**What the exercise asks**
Show every line of the data that includes the word "export".

**Information**
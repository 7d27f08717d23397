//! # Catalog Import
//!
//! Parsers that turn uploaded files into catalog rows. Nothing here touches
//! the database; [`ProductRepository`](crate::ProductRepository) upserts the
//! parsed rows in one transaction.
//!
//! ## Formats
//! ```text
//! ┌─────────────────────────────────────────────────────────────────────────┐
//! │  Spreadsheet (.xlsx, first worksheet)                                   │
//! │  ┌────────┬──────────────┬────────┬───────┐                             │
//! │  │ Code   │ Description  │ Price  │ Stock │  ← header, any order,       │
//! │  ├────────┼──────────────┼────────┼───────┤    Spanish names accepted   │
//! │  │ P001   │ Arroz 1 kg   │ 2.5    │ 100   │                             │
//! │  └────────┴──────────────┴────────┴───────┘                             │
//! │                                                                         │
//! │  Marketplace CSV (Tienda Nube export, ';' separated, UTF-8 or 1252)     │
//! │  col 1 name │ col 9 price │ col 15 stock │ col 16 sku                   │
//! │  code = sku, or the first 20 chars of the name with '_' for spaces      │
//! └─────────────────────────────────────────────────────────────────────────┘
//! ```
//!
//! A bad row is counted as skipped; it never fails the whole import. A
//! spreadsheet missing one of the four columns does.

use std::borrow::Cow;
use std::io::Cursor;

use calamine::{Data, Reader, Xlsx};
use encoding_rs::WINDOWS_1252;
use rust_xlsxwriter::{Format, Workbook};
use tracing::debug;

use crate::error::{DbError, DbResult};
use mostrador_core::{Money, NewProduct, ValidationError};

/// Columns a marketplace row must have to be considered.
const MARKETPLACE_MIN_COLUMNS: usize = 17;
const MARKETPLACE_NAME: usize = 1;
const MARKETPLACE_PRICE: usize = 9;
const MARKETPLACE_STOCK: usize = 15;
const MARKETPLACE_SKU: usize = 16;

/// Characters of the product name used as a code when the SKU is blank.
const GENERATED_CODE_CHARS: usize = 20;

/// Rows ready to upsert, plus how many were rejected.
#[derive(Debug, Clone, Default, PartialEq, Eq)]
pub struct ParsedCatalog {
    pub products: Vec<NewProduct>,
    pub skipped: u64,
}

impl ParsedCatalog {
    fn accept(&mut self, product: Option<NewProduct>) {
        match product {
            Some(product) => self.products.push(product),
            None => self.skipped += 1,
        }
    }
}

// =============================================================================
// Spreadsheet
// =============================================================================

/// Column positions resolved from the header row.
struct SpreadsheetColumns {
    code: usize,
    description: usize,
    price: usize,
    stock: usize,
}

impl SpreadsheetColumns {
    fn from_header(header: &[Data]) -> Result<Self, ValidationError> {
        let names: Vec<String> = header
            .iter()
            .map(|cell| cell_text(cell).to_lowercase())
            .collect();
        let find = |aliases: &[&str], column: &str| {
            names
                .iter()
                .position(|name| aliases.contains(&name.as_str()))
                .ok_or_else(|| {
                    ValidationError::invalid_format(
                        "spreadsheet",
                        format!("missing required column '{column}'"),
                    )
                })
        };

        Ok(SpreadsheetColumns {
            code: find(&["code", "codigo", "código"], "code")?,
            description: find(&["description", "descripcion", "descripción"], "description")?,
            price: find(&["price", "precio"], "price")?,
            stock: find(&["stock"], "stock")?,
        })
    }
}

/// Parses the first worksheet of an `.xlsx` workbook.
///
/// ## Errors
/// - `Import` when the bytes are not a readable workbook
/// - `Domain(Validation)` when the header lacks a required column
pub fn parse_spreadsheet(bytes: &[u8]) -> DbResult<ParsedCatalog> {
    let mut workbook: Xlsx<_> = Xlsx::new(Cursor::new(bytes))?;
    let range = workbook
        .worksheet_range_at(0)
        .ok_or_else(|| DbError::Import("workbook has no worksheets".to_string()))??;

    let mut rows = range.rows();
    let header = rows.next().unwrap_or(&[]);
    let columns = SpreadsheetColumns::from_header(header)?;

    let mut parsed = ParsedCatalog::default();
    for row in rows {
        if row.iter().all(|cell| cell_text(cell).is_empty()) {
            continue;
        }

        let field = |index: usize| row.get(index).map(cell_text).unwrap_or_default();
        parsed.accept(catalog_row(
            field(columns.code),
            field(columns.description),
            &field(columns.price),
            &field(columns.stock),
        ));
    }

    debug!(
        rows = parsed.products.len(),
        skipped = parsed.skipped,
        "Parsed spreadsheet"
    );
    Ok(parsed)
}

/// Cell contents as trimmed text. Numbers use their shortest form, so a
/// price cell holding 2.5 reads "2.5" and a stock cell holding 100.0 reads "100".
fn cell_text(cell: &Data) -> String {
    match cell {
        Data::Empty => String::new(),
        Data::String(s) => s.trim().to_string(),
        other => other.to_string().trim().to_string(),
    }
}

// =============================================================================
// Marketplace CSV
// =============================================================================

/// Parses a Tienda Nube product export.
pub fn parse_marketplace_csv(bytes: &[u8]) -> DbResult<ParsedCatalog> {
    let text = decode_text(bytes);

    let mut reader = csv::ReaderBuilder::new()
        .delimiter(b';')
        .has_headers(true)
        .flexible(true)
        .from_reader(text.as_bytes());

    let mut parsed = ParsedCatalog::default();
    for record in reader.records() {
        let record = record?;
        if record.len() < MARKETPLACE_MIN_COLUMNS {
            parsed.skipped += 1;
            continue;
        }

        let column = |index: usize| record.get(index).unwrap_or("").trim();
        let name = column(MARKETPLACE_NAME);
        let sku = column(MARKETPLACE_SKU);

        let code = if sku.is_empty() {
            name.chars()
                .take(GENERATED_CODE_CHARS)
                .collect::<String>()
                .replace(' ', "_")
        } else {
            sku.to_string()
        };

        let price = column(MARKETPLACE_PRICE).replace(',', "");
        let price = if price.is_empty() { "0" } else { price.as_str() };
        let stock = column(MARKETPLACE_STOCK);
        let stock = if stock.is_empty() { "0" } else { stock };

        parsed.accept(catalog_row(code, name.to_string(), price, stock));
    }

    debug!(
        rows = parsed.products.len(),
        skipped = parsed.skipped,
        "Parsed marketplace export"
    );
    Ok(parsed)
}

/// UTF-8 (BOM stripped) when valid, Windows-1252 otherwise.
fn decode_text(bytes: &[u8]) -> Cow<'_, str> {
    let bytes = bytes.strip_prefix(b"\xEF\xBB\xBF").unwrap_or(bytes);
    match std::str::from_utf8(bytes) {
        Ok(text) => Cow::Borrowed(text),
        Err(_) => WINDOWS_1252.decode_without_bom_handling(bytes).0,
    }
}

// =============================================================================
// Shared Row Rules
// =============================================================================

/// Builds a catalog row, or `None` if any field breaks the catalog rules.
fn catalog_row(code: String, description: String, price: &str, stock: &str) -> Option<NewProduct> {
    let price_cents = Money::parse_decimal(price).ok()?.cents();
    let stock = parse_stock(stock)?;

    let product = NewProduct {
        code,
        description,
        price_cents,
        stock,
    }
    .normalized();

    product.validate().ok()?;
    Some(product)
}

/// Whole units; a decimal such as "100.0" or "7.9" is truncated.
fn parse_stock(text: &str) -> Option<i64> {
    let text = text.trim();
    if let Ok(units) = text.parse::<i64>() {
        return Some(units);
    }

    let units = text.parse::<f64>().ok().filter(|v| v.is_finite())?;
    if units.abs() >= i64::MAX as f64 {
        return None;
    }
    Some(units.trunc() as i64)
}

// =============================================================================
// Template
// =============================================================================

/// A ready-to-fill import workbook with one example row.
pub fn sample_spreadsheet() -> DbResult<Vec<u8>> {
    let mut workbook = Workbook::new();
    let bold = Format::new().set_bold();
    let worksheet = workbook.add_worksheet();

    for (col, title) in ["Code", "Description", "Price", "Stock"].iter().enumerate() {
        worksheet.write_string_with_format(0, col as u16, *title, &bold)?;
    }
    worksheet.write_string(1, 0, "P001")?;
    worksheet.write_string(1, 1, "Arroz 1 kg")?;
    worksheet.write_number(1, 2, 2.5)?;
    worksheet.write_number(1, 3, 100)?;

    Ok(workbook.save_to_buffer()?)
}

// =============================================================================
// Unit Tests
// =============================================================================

**Completed exercise**
//! │  Marketplace CSV (Tienda Nube export, ';' separated, UTF-8 or 1252)     │
/// Parses a Tienda Nube product export.
        "Parsed marketplace export"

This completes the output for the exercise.